**Stored data**
╭──
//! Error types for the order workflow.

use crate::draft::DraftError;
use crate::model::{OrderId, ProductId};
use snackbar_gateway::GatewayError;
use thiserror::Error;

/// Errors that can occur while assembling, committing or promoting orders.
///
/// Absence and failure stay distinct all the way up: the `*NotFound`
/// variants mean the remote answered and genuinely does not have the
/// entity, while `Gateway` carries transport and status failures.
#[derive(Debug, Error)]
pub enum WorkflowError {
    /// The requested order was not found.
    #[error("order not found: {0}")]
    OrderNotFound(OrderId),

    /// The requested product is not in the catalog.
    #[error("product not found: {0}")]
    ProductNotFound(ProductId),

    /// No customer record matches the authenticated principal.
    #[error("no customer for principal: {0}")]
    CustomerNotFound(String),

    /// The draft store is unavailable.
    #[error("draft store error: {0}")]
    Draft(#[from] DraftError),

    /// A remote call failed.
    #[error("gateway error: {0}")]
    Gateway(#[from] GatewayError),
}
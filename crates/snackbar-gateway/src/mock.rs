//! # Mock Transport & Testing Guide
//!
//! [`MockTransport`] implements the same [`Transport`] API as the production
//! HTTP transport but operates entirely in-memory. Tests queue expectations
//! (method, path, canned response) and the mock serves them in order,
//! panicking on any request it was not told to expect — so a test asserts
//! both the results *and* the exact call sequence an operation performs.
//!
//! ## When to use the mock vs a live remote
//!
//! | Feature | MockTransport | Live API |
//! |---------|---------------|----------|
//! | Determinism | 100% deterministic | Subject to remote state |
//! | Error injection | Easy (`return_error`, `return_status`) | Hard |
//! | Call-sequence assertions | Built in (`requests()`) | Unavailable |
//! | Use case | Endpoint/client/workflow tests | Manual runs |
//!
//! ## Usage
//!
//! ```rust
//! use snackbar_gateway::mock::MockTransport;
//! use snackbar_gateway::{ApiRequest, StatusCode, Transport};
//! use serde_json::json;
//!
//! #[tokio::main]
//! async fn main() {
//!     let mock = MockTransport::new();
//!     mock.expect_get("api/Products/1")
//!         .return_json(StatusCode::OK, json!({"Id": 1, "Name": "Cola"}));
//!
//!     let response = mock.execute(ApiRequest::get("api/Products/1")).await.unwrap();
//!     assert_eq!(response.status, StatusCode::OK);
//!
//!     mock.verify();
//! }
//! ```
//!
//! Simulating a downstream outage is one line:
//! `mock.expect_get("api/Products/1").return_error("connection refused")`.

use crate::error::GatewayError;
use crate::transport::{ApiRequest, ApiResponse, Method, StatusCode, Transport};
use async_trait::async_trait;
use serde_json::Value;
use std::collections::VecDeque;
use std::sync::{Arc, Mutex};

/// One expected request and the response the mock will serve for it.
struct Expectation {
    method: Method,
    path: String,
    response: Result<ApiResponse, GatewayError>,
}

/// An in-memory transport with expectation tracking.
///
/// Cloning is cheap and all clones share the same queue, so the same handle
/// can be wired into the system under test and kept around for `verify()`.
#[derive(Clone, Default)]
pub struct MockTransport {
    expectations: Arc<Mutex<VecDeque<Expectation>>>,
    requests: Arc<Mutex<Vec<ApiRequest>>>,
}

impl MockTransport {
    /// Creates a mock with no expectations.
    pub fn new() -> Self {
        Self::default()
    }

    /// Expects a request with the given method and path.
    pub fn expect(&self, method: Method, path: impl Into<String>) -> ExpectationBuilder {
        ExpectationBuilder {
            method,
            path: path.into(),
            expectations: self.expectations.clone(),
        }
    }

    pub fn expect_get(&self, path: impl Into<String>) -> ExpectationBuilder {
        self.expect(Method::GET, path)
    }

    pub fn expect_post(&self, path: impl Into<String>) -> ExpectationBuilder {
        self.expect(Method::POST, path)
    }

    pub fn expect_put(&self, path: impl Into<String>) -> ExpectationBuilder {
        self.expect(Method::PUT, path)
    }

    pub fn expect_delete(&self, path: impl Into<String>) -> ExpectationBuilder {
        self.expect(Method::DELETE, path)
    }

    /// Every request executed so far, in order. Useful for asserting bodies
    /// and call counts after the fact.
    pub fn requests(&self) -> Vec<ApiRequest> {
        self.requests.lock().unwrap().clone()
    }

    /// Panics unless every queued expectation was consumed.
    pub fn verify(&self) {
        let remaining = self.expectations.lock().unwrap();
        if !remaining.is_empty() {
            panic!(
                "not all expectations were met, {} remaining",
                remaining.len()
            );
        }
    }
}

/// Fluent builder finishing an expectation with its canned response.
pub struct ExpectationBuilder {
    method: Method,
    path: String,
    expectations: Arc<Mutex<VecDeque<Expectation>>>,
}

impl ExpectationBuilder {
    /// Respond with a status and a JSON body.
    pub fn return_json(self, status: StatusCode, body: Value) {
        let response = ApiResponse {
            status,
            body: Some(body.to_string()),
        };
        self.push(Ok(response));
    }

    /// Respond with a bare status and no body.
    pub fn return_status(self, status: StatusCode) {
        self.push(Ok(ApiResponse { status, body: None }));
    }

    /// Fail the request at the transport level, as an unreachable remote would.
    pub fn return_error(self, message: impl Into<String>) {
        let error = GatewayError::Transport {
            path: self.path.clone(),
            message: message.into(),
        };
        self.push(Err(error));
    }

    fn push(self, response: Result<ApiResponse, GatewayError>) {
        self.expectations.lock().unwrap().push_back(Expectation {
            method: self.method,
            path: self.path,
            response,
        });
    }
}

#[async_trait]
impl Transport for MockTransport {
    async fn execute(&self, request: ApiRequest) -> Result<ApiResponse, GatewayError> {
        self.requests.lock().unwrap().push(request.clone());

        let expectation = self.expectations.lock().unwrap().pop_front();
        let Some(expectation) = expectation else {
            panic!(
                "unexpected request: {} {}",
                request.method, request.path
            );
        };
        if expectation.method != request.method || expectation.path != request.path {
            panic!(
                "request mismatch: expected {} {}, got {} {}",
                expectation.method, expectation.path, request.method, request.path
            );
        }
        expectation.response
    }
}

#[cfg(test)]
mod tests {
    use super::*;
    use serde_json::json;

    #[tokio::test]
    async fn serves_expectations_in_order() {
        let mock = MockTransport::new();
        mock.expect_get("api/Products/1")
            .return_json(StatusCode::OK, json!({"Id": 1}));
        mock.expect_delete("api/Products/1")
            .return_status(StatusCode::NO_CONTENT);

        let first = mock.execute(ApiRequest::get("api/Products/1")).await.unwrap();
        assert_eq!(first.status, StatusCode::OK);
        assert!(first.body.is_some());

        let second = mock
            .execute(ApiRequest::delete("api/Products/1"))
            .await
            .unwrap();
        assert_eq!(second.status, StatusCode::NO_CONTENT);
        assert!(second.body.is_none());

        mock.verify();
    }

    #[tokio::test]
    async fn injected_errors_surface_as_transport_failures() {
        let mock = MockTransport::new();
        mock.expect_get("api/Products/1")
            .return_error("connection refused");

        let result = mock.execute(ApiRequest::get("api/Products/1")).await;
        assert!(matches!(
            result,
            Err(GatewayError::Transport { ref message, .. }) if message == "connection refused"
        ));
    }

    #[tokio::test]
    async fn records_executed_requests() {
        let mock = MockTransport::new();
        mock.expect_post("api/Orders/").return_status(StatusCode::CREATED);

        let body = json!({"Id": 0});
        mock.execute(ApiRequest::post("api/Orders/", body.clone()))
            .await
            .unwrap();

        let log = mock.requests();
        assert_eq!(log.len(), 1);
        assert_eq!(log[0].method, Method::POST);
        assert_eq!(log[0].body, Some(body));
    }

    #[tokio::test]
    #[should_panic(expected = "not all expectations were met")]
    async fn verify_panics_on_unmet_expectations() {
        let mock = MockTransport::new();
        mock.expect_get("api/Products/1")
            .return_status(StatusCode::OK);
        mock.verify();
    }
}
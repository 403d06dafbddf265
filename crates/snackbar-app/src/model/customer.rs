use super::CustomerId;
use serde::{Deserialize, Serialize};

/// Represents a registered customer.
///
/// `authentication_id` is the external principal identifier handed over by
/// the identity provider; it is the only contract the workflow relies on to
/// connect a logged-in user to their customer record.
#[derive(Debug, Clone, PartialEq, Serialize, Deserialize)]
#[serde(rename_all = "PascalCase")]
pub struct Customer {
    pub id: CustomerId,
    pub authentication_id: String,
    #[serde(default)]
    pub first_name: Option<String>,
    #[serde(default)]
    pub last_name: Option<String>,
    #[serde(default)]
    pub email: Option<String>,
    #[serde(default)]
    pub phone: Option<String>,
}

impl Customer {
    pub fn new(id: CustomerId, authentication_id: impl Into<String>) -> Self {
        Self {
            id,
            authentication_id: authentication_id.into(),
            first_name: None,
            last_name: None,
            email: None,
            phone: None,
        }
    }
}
╰──
**Task goal**
Nothing is wanted except the number of lines in the entries above that include the word "requested".

**Solution to this problem**
2